◆ INPUT FOR THIS TASK:
//! Session status endpoints
//!
//! Read-only views of the registry; sessions are created and ended over the
//! control WebSocket.

use axum::{
    extract::{Path, State},
    http::StatusCode,
    response::{IntoResponse, Response},
    Json,
};
use serde::Serialize;

use super::{invalid_key, AppState, ErrorResponse};
use crate::key::SessionKey;
use crate::session::SessionStatus;
use crate::timelapse::JobStatus;

/// Response body for the session list
#[derive(Debug, Serialize)]
#[serde(rename_all = "camelCase")]
pub struct SessionListResponse {
    pub count: usize,
    pub sessions: Vec<SessionStatus>,
}

/// Response body for a single session
#[derive(Debug, Serialize)]
#[serde(rename_all = "camelCase")]
pub struct SessionDetailResponse {
    #[serde(flatten)]
    pub session: SessionStatus,
    pub timelapse: JobStatus,
}

/// List active sessions
///
/// GET /api/streams
pub async fn list_sessions(State(state): State<AppState>) -> Json<SessionListResponse> {
    let mut sessions = Vec::new();
    for session in state.controller.registry().sessions().await {
        sessions.push(session.status().await);
    }

    Json(SessionListResponse {
        count: sessions.len(),
        sessions,
    })
}

/// Get one session's status
///
/// GET /api/streams/:user_id/:challenge_num
pub async fn get_session(
    State(state): State<AppState>,
    Path((user_id, challenge_num)): Path<(String, String)>,
) -> Response {
    let key = match SessionKey::new(&user_id, &challenge_num) {
        Ok(key) => key,
        Err(e) => return invalid_key(e, &user_id, &challenge_num),
    };

    let Some(session) = state.controller.registry().lookup(&key).await else {
        return (
            StatusCode::NOT_FOUND,
            Json(ErrorResponse::for_stream(
                "session_not_found",
                format!("Session {} not found", key),
                &user_id,
                &challenge_num,
            )),
        )
            .into_response();
    };

    (
        StatusCode::OK,
        Json(SessionDetailResponse {
            session: session.status().await,
            timelapse: state.controller.timelapse().status(&key),
        }),
    )
        .into_response()
}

◆ AIM OF THE EXERCISE: Go through the records and pull out each line that includes the word "async".

◆ EXPECTED ANSWER:
pub async fn list_sessions(State(state): State<AppState>) -> Json<SessionListResponse> {
pub async fn get_session(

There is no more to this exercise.